## Task brief
From the entries below, output the line with "keep[l as usize])" and each following line up to and including the line with "Mask::filled(shape, false, ImageMetadata::default());", exactly as written.

## Extracted entries
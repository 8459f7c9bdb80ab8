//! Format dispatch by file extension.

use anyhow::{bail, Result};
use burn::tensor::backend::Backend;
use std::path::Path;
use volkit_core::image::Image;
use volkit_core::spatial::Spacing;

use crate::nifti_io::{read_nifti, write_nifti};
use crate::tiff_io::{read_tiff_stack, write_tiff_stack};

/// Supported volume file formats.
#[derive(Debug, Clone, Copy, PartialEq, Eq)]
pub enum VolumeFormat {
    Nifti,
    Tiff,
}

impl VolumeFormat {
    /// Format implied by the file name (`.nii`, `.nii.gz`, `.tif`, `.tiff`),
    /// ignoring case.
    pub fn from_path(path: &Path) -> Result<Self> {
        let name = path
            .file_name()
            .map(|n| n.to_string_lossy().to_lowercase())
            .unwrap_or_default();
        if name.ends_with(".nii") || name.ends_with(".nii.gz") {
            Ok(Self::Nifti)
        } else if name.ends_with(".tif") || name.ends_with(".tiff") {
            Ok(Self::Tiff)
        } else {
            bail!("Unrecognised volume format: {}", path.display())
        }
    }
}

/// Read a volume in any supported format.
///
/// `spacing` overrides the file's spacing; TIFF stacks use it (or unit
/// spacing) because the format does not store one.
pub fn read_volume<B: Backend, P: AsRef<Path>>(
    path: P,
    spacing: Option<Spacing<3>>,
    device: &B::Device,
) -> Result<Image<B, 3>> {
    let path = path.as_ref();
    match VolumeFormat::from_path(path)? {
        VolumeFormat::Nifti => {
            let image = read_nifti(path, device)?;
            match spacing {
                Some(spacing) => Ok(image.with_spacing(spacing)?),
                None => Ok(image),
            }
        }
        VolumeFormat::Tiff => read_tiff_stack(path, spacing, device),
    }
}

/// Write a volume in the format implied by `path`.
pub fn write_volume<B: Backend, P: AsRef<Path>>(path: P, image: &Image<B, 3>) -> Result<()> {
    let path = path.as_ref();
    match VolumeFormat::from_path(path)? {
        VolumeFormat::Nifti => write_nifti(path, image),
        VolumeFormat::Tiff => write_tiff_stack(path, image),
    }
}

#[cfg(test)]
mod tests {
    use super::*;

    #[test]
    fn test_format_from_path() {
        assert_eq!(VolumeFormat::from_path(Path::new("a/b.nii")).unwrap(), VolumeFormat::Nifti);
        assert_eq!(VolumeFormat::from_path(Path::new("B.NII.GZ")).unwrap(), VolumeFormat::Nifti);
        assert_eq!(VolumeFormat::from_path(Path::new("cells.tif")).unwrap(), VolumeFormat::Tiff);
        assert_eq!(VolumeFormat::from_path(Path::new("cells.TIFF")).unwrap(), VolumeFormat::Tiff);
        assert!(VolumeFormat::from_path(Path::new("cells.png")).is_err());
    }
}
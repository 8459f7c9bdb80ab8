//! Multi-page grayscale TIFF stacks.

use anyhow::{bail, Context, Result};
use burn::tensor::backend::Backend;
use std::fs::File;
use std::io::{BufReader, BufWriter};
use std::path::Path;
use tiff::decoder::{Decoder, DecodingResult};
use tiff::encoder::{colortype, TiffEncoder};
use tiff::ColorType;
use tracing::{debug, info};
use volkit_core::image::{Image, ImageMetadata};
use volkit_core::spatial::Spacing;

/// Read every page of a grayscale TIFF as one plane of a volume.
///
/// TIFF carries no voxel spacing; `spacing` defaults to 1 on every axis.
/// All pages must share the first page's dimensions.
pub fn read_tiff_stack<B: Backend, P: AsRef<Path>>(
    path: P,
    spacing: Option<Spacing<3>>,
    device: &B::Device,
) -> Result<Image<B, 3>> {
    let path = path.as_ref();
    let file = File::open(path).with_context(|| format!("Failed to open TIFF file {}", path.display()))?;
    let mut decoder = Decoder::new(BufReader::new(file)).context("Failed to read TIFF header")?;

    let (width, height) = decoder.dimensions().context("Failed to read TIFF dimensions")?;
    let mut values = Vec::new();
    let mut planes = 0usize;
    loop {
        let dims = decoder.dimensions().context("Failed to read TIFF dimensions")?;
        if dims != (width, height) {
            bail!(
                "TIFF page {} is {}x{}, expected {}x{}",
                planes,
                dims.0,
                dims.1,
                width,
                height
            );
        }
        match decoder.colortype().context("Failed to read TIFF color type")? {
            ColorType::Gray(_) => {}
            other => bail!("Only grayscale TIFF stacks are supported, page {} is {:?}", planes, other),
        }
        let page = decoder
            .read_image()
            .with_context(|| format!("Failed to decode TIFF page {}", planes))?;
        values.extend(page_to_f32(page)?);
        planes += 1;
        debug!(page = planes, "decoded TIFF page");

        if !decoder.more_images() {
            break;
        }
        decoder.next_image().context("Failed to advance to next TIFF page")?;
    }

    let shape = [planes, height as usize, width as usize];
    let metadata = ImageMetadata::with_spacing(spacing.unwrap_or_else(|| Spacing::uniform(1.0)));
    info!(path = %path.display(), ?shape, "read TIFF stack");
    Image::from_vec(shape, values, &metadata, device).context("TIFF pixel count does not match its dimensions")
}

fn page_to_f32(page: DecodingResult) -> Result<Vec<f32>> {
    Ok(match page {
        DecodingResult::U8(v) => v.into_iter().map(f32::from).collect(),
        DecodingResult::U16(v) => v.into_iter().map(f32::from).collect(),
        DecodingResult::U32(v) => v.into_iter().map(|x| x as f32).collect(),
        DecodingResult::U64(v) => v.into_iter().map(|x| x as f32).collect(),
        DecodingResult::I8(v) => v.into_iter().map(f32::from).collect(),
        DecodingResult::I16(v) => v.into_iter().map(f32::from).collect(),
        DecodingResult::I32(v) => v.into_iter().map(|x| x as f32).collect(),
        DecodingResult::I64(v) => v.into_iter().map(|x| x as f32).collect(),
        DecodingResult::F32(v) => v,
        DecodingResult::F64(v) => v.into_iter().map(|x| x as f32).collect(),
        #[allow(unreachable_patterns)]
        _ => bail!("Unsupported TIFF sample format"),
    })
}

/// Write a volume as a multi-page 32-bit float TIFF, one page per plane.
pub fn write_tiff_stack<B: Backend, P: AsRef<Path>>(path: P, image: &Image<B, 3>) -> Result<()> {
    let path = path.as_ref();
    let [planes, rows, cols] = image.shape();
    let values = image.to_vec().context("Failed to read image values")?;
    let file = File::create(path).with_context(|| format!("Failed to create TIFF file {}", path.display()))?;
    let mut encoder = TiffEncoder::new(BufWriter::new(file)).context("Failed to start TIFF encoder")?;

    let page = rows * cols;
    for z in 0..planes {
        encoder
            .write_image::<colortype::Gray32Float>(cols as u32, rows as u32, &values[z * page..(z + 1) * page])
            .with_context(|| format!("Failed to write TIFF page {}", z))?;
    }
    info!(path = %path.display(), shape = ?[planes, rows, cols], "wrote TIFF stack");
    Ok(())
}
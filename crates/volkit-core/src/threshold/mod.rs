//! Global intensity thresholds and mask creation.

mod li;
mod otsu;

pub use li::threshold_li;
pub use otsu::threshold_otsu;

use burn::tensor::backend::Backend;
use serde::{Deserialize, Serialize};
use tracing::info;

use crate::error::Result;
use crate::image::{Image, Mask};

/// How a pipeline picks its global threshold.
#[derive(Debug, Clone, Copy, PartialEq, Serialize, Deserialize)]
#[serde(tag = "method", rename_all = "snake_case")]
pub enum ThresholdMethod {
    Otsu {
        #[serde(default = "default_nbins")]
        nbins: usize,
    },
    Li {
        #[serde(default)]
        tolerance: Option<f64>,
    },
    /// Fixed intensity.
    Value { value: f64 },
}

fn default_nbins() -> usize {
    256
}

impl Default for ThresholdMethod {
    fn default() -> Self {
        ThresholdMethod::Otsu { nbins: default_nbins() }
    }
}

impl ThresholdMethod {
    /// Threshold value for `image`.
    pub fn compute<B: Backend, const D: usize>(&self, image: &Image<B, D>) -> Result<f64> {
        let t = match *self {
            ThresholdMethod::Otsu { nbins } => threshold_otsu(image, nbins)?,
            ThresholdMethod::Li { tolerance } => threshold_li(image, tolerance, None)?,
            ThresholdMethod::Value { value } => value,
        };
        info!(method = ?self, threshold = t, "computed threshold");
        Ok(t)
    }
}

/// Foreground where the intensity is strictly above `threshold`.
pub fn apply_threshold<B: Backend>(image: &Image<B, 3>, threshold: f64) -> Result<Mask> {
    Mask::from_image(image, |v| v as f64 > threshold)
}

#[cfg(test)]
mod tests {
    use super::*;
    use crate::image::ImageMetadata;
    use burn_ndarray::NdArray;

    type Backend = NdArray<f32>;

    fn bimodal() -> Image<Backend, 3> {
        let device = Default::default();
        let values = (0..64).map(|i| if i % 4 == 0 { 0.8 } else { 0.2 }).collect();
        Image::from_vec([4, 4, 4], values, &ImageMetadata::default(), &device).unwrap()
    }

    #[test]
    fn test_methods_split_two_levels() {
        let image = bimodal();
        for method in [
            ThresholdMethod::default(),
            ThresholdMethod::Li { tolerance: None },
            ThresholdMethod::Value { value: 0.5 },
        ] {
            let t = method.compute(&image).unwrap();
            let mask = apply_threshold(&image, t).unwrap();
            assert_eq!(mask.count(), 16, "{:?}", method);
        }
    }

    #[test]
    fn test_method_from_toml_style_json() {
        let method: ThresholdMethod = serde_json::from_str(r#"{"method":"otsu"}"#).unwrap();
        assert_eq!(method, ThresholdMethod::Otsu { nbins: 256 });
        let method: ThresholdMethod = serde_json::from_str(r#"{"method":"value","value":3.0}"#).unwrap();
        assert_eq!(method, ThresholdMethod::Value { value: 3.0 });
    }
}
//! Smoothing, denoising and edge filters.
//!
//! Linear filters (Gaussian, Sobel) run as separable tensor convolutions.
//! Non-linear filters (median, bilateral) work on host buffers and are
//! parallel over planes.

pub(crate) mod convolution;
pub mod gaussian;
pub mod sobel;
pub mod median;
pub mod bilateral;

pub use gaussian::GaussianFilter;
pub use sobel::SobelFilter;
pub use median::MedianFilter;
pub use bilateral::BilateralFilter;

...

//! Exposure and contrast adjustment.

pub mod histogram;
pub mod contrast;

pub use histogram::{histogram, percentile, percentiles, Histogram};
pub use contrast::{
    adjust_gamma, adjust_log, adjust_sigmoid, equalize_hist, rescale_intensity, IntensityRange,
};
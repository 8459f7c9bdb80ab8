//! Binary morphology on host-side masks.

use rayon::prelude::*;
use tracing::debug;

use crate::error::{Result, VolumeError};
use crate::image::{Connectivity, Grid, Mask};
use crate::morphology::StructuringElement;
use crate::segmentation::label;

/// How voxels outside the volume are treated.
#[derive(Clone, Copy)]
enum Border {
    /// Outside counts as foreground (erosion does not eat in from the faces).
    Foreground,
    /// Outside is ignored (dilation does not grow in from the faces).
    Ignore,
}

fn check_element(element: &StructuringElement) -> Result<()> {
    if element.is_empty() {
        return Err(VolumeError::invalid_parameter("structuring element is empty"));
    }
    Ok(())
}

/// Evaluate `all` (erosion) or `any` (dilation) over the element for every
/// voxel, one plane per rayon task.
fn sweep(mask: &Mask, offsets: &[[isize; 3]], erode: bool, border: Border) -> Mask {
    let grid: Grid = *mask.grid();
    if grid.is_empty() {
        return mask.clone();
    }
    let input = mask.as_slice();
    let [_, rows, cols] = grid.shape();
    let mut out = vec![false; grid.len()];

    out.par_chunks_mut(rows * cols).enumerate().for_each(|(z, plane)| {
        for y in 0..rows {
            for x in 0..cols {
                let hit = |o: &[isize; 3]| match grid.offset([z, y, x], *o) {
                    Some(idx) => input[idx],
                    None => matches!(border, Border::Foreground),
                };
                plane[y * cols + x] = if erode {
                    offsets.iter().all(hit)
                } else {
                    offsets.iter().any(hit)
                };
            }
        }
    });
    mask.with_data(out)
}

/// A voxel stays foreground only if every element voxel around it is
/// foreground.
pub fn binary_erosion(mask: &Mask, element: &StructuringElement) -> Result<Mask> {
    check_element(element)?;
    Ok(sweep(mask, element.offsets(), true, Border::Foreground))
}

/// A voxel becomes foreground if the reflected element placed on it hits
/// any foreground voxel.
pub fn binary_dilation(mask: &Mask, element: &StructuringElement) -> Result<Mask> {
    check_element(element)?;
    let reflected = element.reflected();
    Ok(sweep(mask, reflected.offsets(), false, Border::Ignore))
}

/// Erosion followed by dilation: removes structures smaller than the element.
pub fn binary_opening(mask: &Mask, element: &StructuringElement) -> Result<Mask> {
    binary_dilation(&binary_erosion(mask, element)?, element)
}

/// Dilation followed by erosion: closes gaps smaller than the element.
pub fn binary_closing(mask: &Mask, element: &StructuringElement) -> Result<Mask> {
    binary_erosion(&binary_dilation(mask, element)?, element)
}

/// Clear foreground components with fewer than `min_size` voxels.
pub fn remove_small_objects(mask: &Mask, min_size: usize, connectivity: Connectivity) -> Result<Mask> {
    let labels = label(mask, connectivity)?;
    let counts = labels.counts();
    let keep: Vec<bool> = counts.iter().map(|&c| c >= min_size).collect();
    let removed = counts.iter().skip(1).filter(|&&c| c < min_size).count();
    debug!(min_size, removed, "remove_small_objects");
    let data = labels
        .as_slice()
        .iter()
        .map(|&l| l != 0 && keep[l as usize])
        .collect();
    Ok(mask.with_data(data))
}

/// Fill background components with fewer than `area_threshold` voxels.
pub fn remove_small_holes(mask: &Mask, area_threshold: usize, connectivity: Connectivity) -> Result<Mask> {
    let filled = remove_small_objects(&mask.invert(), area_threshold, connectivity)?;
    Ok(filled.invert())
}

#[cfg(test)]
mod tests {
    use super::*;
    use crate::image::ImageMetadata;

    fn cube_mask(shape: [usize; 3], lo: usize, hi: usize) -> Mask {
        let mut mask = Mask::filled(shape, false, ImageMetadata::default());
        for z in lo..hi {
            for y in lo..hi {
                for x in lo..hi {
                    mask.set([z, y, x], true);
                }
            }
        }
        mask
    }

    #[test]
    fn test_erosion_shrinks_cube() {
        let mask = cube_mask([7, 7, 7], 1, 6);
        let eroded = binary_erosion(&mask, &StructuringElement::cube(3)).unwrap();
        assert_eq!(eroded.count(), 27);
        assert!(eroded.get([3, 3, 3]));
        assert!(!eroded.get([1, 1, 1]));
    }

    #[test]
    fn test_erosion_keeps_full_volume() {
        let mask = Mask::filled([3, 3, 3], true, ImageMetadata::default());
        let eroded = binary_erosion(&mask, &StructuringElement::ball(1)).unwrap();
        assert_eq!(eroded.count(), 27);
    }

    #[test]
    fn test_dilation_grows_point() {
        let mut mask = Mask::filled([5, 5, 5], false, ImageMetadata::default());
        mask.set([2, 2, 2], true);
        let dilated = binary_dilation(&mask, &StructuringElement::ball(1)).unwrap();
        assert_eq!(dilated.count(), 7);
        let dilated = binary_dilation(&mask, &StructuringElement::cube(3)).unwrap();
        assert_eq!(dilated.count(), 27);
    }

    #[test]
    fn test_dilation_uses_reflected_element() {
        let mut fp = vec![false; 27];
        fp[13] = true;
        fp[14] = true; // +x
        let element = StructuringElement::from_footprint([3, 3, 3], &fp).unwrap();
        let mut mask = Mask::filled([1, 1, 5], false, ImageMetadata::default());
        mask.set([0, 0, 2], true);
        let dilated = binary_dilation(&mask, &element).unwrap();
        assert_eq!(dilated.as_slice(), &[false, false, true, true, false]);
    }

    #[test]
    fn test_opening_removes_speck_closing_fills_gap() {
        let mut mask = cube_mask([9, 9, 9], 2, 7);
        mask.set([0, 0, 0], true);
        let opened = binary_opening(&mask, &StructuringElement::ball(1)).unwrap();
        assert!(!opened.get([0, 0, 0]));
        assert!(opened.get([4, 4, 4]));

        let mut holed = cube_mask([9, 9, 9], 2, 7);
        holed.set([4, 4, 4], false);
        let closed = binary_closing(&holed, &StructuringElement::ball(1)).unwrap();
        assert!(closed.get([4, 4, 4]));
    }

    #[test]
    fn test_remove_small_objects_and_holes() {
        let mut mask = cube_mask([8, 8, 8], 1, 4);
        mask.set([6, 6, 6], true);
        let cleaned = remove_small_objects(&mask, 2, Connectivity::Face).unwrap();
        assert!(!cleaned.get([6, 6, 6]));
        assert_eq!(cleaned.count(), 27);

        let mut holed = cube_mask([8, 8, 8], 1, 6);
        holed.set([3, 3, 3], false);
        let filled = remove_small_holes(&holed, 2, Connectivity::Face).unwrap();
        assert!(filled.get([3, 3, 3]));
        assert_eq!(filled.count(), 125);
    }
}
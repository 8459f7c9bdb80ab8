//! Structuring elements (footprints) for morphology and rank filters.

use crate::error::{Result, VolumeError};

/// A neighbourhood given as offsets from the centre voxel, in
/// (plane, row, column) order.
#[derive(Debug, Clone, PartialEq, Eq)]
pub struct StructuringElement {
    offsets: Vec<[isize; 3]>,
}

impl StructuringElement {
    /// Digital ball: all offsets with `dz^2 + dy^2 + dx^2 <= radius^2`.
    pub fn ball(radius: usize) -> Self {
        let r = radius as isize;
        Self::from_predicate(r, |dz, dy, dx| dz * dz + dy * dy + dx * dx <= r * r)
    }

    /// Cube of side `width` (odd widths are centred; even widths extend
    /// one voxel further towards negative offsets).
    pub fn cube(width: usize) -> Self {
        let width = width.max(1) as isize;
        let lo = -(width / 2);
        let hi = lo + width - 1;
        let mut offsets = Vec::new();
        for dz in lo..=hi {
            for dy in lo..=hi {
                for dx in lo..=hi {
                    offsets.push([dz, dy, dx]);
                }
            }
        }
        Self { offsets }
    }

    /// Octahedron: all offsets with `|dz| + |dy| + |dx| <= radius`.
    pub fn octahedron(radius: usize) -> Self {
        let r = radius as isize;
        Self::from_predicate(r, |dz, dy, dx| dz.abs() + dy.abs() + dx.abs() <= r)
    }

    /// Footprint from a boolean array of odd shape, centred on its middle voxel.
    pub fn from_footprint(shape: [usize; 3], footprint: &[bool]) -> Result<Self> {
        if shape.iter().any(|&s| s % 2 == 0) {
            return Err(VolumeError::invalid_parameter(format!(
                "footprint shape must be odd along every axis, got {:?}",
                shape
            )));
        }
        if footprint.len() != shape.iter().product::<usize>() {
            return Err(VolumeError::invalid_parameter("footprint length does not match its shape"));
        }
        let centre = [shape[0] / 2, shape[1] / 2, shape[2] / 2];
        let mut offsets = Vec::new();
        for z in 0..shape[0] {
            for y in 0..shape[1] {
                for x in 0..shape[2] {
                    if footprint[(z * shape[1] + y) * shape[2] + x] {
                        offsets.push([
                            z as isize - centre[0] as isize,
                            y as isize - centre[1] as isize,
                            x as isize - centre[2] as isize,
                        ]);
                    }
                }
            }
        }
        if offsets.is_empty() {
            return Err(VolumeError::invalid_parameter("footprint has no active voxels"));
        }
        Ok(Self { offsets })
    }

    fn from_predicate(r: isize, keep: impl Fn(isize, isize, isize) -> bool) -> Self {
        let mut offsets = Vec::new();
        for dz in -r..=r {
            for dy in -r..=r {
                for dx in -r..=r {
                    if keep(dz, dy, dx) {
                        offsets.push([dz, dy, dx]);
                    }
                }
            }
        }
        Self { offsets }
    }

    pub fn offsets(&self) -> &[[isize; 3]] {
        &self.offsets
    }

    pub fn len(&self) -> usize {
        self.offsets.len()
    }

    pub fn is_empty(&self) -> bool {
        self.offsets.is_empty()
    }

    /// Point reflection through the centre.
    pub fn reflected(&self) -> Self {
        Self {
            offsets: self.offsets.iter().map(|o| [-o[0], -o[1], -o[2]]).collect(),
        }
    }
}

...

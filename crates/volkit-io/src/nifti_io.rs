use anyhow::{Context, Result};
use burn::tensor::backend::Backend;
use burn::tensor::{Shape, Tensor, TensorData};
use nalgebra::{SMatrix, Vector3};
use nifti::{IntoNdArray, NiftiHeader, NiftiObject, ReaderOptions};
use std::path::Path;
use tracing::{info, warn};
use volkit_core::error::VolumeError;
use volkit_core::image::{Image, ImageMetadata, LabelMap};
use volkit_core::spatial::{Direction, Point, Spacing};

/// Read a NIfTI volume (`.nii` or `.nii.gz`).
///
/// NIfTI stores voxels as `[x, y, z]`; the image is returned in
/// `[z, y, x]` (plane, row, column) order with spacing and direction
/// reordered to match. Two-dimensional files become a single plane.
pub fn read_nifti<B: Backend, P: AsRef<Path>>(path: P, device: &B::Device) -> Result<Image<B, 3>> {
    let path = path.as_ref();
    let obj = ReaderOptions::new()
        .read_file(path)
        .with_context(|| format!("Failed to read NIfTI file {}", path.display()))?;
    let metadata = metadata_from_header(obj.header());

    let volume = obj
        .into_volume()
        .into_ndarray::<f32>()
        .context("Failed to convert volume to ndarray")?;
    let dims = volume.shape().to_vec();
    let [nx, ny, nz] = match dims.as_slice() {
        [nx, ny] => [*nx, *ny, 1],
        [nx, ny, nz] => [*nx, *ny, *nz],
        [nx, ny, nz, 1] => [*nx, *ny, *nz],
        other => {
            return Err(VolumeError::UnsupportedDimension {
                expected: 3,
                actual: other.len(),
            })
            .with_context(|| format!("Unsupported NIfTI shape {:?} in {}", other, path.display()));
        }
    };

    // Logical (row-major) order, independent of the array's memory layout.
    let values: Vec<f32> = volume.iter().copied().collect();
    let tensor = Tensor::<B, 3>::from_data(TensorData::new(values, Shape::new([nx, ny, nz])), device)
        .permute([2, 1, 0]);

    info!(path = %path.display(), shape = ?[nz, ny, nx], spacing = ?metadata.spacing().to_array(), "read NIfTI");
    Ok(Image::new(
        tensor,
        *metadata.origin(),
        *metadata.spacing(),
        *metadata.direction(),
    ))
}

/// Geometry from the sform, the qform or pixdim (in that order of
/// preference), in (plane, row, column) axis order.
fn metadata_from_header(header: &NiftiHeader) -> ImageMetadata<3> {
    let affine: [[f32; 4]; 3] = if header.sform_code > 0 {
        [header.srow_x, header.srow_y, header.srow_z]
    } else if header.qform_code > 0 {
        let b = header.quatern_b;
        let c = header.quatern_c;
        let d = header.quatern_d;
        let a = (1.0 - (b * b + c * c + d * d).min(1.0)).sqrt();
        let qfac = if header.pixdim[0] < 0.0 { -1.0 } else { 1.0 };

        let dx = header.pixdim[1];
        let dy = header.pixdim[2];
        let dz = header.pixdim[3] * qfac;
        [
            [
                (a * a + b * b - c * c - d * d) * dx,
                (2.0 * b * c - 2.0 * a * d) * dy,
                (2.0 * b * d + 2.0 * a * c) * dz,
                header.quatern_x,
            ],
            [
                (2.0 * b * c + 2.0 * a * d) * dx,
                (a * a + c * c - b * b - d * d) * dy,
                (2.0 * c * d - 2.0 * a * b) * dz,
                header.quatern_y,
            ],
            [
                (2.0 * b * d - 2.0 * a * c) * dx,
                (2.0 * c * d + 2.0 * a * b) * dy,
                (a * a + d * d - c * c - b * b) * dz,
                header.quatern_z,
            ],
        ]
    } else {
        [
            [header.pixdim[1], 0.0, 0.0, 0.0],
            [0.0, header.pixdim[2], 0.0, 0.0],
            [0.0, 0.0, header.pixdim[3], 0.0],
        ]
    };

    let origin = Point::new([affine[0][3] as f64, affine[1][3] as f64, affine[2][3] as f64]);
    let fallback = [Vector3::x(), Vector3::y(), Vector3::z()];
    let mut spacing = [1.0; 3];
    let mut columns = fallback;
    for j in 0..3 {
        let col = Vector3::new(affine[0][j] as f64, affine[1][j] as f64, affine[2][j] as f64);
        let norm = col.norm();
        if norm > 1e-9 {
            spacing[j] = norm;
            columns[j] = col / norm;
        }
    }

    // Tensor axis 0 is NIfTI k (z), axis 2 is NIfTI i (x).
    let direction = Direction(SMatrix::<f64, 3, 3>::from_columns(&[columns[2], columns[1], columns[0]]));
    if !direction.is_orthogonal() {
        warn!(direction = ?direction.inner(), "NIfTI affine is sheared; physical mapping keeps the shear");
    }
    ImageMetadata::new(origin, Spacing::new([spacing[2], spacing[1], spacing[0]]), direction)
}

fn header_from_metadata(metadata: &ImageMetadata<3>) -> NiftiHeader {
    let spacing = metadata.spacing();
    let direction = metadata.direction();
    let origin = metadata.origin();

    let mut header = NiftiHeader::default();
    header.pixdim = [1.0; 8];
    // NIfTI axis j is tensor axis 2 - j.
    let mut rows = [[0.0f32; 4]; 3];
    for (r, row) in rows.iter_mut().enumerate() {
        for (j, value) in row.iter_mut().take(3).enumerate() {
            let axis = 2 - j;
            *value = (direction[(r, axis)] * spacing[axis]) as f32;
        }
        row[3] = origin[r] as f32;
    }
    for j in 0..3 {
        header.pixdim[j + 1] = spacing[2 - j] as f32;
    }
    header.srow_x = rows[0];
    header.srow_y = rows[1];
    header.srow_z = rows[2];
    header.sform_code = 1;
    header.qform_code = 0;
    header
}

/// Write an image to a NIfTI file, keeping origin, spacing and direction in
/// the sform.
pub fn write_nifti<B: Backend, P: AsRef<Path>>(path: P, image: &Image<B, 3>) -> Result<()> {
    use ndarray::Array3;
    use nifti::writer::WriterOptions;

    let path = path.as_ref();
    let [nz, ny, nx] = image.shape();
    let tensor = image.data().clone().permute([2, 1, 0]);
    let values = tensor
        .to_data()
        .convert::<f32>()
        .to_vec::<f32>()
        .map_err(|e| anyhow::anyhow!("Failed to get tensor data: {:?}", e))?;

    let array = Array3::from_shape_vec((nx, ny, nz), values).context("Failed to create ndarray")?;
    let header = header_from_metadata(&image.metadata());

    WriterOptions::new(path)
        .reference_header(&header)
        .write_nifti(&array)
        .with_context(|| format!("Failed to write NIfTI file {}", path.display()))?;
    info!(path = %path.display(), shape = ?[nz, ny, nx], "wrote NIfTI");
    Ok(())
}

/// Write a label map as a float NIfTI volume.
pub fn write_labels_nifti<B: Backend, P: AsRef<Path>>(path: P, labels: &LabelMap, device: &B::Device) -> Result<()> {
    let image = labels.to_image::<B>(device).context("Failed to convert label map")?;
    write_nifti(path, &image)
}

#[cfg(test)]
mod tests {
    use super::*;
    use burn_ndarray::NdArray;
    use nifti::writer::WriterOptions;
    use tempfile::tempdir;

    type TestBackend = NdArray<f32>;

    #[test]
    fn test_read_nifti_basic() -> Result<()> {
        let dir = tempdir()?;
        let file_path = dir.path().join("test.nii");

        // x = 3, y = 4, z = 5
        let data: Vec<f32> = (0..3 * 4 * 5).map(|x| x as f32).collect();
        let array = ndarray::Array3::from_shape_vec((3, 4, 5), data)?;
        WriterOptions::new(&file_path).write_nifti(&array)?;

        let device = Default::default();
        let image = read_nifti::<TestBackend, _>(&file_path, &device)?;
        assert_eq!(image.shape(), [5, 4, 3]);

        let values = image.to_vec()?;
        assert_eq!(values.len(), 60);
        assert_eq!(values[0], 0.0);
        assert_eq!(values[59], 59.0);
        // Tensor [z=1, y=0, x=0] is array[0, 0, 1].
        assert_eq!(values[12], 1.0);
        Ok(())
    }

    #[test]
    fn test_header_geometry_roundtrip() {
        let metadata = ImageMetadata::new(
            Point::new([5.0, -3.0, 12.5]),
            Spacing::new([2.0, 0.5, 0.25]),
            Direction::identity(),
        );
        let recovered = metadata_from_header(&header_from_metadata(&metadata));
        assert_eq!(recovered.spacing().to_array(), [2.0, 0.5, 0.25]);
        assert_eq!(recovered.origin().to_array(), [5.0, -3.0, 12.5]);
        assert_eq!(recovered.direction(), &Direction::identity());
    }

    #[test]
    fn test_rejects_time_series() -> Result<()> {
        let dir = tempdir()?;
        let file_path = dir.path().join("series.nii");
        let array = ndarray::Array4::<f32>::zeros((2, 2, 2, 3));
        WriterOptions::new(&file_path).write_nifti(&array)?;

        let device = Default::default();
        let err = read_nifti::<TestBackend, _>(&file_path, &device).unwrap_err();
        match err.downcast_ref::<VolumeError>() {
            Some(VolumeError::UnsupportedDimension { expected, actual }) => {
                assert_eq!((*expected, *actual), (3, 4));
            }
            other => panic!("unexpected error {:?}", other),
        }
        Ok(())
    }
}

## Answer to the problem
        .map(|&l| l != 0 && keep[l as usize])
        .collect();
    Ok(mask.with_data(data))
}

/// Fill background components with fewer than `area_threshold` voxels.
pub fn remove_small_holes(mask: &Mask, area_threshold: usize, connectivity: Connectivity) -> Result<Mask> {
    let filled = remove_small_objects(&mask.invert(), area_threshold, connectivity)?;
    Ok(filled.invert())
}

#[cfg(test)]
mod tests {
    use super::*;
    use crate::image::ImageMetadata;

    fn cube_mask(shape: [usize; 3], lo: usize, hi: usize) -> Mask {
        let mut mask = Mask::filled(shape, false, ImageMetadata::default());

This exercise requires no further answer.